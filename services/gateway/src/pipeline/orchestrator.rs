use std::sync::Arc;
use std::time::Duration;

use base64::{engine::general_purpose, Engine as _};
use bytes::Bytes;
use request_directory_catalog::{Catalog, Credits, Estimate, ResolvedApi};
use request_directory_ledger::Ledger;
use request_directory_request_log::{RequestId, RequestLogger, RequestStatus, RequestUpdate};
use serde::Serialize;
use serde_json::{json, Map, Value};
use tracing::{error, info, instrument, warn};

use super::{
    DownstreamClient, OutboundBody, PipelineError, PipelineFailure, PipelineStage,
    OUTPUT_IMAGE_CONTENT_TYPE,
};
use crate::assets::{AssetKey, AssetStore};
use crate::identity::{AuthenticatedIdentity, IdentityError};
use crate::transport::{encode_multipart, parse_inbound, FilePayload, InboundPayload, RemoteFetcher};

/// Environment lookup used for catalog gates and endpoint overrides.
pub type EnvLookup = Arc<dyn Fn(&str) -> Option<String> + Send + Sync>;

#[derive(Debug, Clone, Copy, Default, PartialEq, Eq)]
pub struct CallOptions {
    /// Skip persisting the caller's input file.
    pub no_save: bool,
    /// Encrypt logged request and response payloads.
    pub encrypt: bool,
}

/// One inbound call to `POST /v1/:api_id`.
#[derive(Debug, Clone)]
pub struct ProxyCall {
    pub api_id: String,
    pub content_type: Option<String>,
    pub body: Bytes,
    pub options: CallOptions,
}

#[derive(Debug, Clone, Copy, PartialEq, Eq, Serialize)]
pub struct FundsSummary {
    pub remaining: Credits,
    pub actual: Credits,
}

#[derive(Debug, Clone)]
pub struct ProxyOutcome {
    pub request_id: RequestId,
    /// Downstream result with asset URLs substituted and `funds` attached.
    pub body: Value,
    pub funds: FundsSummary,
    pub latency: Duration,
}

/// Failure after funds were reserved, with the amount still held.
struct HeldFailure {
    stage: PipelineStage,
    error: PipelineError,
    held: Credits,
}

/// Per-call values threaded through the reserved section.
struct CallContext<'a> {
    user_id: &'a str,
    api: &'a ResolvedApi,
    estimate: Estimate,
    request_id: RequestId,
    options: CallOptions,
}

pub struct Pipeline {
    catalog: Arc<Catalog>,
    ledger: Arc<dyn Ledger>,
    requests: Arc<dyn RequestLogger>,
    assets: Arc<dyn AssetStore>,
    fetcher: RemoteFetcher,
    downstream: DownstreamClient,
    env: EnvLookup,
    asset_ttl: Duration,
}

impl Pipeline {
    pub fn new(
        catalog: Arc<Catalog>,
        ledger: Arc<dyn Ledger>,
        requests: Arc<dyn RequestLogger>,
        assets: Arc<dyn AssetStore>,
        fetcher: RemoteFetcher,
        downstream: DownstreamClient,
    ) -> Self {
        Self {
            catalog,
            ledger,
            requests,
            assets,
            fetcher,
            downstream,
            env: Arc::new(|name: &str| std::env::var(name).ok()),
            asset_ttl: Duration::from_secs(24 * 60 * 60),
        }
    }

    pub fn with_env(mut self, env: EnvLookup) -> Self {
        self.env = env;
        self
    }

    pub fn with_asset_ttl(mut self, ttl: Duration) -> Self {
        self.asset_ttl = ttl;
        self
    }

    pub fn catalog(&self) -> &Catalog {
        &self.catalog
    }

    /// Runs one call through the state machine. Every failure after the
    /// reservation refunds the held amount and leaves a `failed` record with
    /// cost 0.
    #[instrument(skip_all, fields(user_id = %identity.user_id, api_id = %call.api_id))]
    pub async fn execute(
        &self,
        identity: &AuthenticatedIdentity,
        call: ProxyCall,
    ) -> Result<ProxyOutcome, PipelineFailure> {
        let user_id = identity.user_id.as_str();
        let api_id = call.api_id.as_str();

        if !identity.can_call(api_id) {
            warn!("key is not permitted to call this API");
            return Err(PipelineFailure::new(
                PipelineStage::Authorizing,
                IdentityError::Forbidden(api_id.to_string()),
            ));
        }

        let api = self
            .catalog
            .resolve_with(api_id, |name| (self.env)(name))
            .map_err(|err| {
                info!(error = %err, "catalog gate refused call");
                PipelineFailure::new(PipelineStage::Estimating, err)
            })?;
        let estimate = api.estimate();

        self.requests
            .ensure_encryptable(call.options.encrypt)
            .map_err(|err| PipelineFailure::new(PipelineStage::Estimating, err))?;

        let inbound = parse_inbound(
            call.content_type.as_deref(),
            &call.body,
            api.definition.accepts_file(),
        )
        .map_err(|err| {
            info!(error = %err, "inbound payload rejected");
            PipelineFailure::new(PipelineStage::Estimating, PipelineError::Validation(err))
        })?;

        let reserved_balance = self
            .ledger
            .reserve(user_id, estimate.estimated)
            .await
            .map_err(|err| PipelineFailure::new(PipelineStage::Reserving, err))?;
        info!(estimated = %estimate.estimated, balance = %reserved_balance, "reserved estimate");

        let request_id = match self.requests.begin(user_id, api_id).await {
            Ok(request_id) => request_id,
            Err(err) => {
                error!(error = %err, "unable to log pending request");
                self.refund(user_id, estimate.estimated).await;
                return Err(PipelineFailure::new(PipelineStage::LoggingPending, err));
            }
        };

        let ctx = CallContext {
            user_id,
            api: &api,
            estimate,
            request_id,
            options: call.options,
        };

        match self.run_reserved(&ctx, inbound).await {
            Ok(outcome) => {
                info!(
                    request_id = %request_id,
                    stage = %PipelineStage::Done,
                    estimated = %estimate.estimated,
                    actual = %outcome.funds.actual,
                    remaining = %outcome.funds.remaining,
                    latency_ms = outcome.latency.as_millis() as u64,
                    "call completed"
                );
                Ok(outcome)
            }
            Err(failure) => Err(self.compensate(&ctx, failure).await),
        }
    }

    async fn run_reserved(
        &self,
        ctx: &CallContext<'_>,
        inbound: InboundPayload,
    ) -> Result<ProxyOutcome, HeldFailure> {
        let mut held = ctx.estimate.estimated;
        let fail = |stage: PipelineStage, held: Credits| {
            move |error: PipelineError| HeldFailure { stage, error, held }
        };

        let outbound = self
            .transport(ctx, inbound)
            .await
            .map_err(fail(PipelineStage::Transporting, held))?;

        let response = self
            .downstream
            .invoke(&ctx.api.endpoint, outbound)
            .await
            .map_err(|source| PipelineError::Downstream {
                api_id: ctx.api.id().to_string(),
                source,
            })
            .map_err(fail(PipelineStage::Invoking, held))?;

        let actual = ctx.estimate.actual_cost(response.latency);
        let remaining = self
            .ledger
            .reconcile(ctx.user_id, actual, ctx.estimate.estimated)
            .await
            .map_err(PipelineError::from)
            .map_err(fail(PipelineStage::Reconciling, held))?;
        held = actual;

        let mut body = self
            .store_outputs(ctx, response.body)
            .await
            .map_err(fail(PipelineStage::Reconciling, held))?;

        let funds = FundsSummary { remaining, actual };
        attach_funds(&mut body, funds);

        self.requests
            .update(
                ctx.request_id,
                RequestUpdate::status(RequestStatus::Success)
                    .with_response(body.clone())
                    .with_cost(actual)
                    .encrypted(ctx.options.encrypt),
            )
            .await
            .map_err(PipelineError::from)
            .map_err(fail(PipelineStage::LoggingFinal, held))?;

        Ok(ProxyOutcome {
            request_id: ctx.request_id,
            body,
            funds,
            latency: response.latency,
        })
    }

    /// Normalises the input, persists it unless `noSave` was given and
    /// records a lightweight description on the pending entry.
    async fn transport(
        &self,
        ctx: &CallContext<'_>,
        inbound: InboundPayload,
    ) -> Result<OutboundBody, PipelineError> {
        let kind = inbound.kind();
        let file = match inbound {
            InboundPayload::Json(value) => {
                self.log_pending(ctx, value.clone()).await?;
                return Ok(OutboundBody::Json(value));
            }
            InboundPayload::RemoteUrl { url, request } => {
                self.log_pending(ctx, request).await?;
                self.fetcher.fetch(&url).await.map_err(PipelineError::Fetch)?
            }
            InboundPayload::Upload(file) => file,
        };

        let description = if ctx.options.no_save {
            json!({
                "type": kind,
                "file_name": file.file_name,
                "content_type": file.content_type,
                "size": file.len(),
                "saved": false,
            })
        } else {
            let url = self.store_input(ctx, &file).await?;
            json!({
                "url": url,
                "type": kind,
                "file_name": file.file_name,
                "content_type": file.content_type,
            })
        };
        self.log_pending(ctx, description).await?;

        Ok(OutboundBody::Multipart(encode_multipart(
            &file,
            &ctx.api.definition.request.field,
        )))
    }

    async fn store_input(
        &self,
        ctx: &CallContext<'_>,
        file: &FilePayload,
    ) -> Result<Option<String>, PipelineError> {
        let key = AssetKey::new(ctx.user_id, ctx.request_id, file.file_name.clone())?;
        let url = self
            .assets
            .store(&key, &file.content_type, file.bytes.clone(), Some(self.asset_ttl))
            .await?;
        Ok(url)
    }

    async fn log_pending(&self, ctx: &CallContext<'_>, request: Value) -> Result<(), PipelineError> {
        self.requests
            .update(
                ctx.request_id,
                RequestUpdate::status(RequestStatus::Pending)
                    .with_request(request)
                    .encrypted(ctx.options.encrypt),
            )
            .await?;
        Ok(())
    }

    /// Replaces base64 image outputs declared in the catalog with signed
    /// URLs of the stored artifact.
    async fn store_outputs(
        &self,
        ctx: &CallContext<'_>,
        body: Value,
    ) -> Result<Value, PipelineError> {
        let mut body = match body {
            Value::Object(map) => map,
            other => {
                let mut map = Map::new();
                map.insert("result".to_string(), other);
                map
            }
        };

        for output in ctx.api.definition.image_outputs() {
            let Some(encoded) = body.get(&output.id).and_then(Value::as_str) else {
                continue;
            };
            let bytes = match decode_image(encoded) {
                Some(bytes) => bytes,
                None => {
                    warn!(output = %output.id, "image output is not base64, leaving it untouched");
                    continue;
                }
            };

            let file_name = format!("{}-{}-{}.png", ctx.request_id, ctx.api.id(), output.id);
            let key = AssetKey::new(ctx.user_id, ctx.request_id, file_name)?;
            let url = self
                .assets
                .store(&key, OUTPUT_IMAGE_CONTENT_TYPE, Bytes::from(bytes), Some(self.asset_ttl))
                .await?;
            body.insert(output.id.clone(), url.map(Value::String).unwrap_or(Value::Null));
        }

        Ok(Value::Object(body))
    }

    async fn compensate(&self, ctx: &CallContext<'_>, failure: HeldFailure) -> PipelineFailure {
        let HeldFailure { stage, error, held } = failure;
        warn!(
            request_id = %ctx.request_id,
            stage = %stage,
            error = %error,
            "call failed after reservation"
        );

        let (error, remaining) = match self.ledger.refund(ctx.user_id, held).await {
            Ok(balance) => (error, Some(balance)),
            Err(refund_err) => {
                error!(
                    request_id = %ctx.request_id,
                    amount = %held,
                    error = %refund_err,
                    "refund failed, balance left debited"
                );
                (PipelineError::Ledger(refund_err), None)
            }
        };

        let response = json!({
            "message": error.public_message(),
            "funds": {
                "remaining": remaining,
                "actual": Credits::ZERO,
            },
        });
        if let Err(log_err) = self
            .requests
            .update(
                ctx.request_id,
                RequestUpdate::status(RequestStatus::Failed)
                    .with_response(response)
                    .with_cost(Credits::ZERO)
                    .encrypted(ctx.options.encrypt),
            )
            .await
        {
            error!(request_id = %ctx.request_id, error = %log_err, "unable to log failed request");
        }

        PipelineFailure::new(stage, error).with_request_id(ctx.request_id)
    }

    async fn refund(&self, user_id: &str, amount: Credits) {
        if let Err(err) = self.ledger.refund(user_id, amount).await {
            error!(user_id, amount = %amount, error = %err, "refund failed, balance left debited");
        }
    }
}

fn attach_funds(body: &mut Value, funds: FundsSummary) {
    if let Value::Object(map) = body {
        map.insert(
            "funds".to_string(),
            json!({ "remaining": funds.remaining, "actual": funds.actual }),
        );
    }
}

/// Accepts raw base64 or a `data:<type>;base64,` URI.
fn decode_image(encoded: &str) -> Option<Vec<u8>> {
    let payload = match encoded.strip_prefix("data:") {
        Some(rest) => rest.split_once(";base64,")?.1,
        None => encoded,
    };
    general_purpose::STANDARD.decode(payload.trim()).ok()
}

#[cfg(test)]
mod tests {
    use super::*;

    #[test]
    fn data_uris_and_raw_base64_decode() {
        assert_eq!(decode_image("UE5H").unwrap(), b"PNG");
        assert_eq!(decode_image("data:image/png;base64,UE5H").unwrap(), b"PNG");
        assert!(decode_image("data:image/png,UE5H").is_none());
        assert!(decode_image("https://already.a/url.png").is_none());
    }

    #[test]
    fn funds_attach_to_object_bodies() {
        let mut body = json!({ "label": "safe" });
        attach_funds(
            &mut body,
            FundsSummary {
                remaining: Credits::ZERO,
                actual: Credits::ZERO,
            },
        );
        assert_eq!(body["label"], "safe");
        assert!(body["funds"].get("remaining").is_some());
        assert!(body["funds"].get("actual").is_some());
    }
}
**********
- Your goal -
Copy the material above word for word, taking the first line, the line containing "Downstream result with", and every line between them, and nothing else.

- Answer space -
filename services/gateway/src/pipeline/orchestrator.rs
use std::sync::Arc;
use std::time::Duration;

use base64::{engine::general_purpose, Engine as _};
use bytes::Bytes;
use request_directory_catalog::{Catalog, Credits, Estimate, ResolvedApi};
use request_directory_ledger::Ledger;
use request_directory_request_log::{RequestId, RequestLogger, RequestStatus, RequestUpdate};
use serde::Serialize;
use serde_json::{json, Map, Value};
use tracing::{error, info, instrument, warn};

use super::{
    DownstreamClient, OutboundBody, PipelineError, PipelineFailure, PipelineStage,
    OUTPUT_IMAGE_CONTENT_TYPE,
};
use crate::assets::{AssetKey, AssetStore};
use crate::identity::{AuthenticatedIdentity, IdentityError};
use crate::transport::{encode_multipart, parse_inbound, FilePayload, InboundPayload, RemoteFetcher};

/// Environment lookup used for catalog gates and endpoint overrides.
pub type EnvLookup = Arc<dyn Fn(&str) -> Option<String> + Send + Sync>;

#[derive(Debug, Clone, Copy, Default, PartialEq, Eq)]
pub struct CallOptions {
    /// Skip persisting the caller's input file.
    pub no_save: bool,
    /// Encrypt logged request and response payloads.
    pub encrypt: bool,
}

/// One inbound call to `POST /v1/:api_id`.
#[derive(Debug, Clone)]
pub struct ProxyCall {
    pub api_id: String,
    pub content_type: Option<String>,
    pub body: Bytes,
    pub options: CallOptions,
}

#[derive(Debug, Clone, Copy, PartialEq, Eq, Serialize)]
pub struct FundsSummary {
    pub remaining: Credits,
    pub actual: Credits,
}

#[derive(Debug, Clone)]
pub struct ProxyOutcome {
    pub request_id: RequestId,
    /// Downstream result with asset URLs substituted and `funds` attached.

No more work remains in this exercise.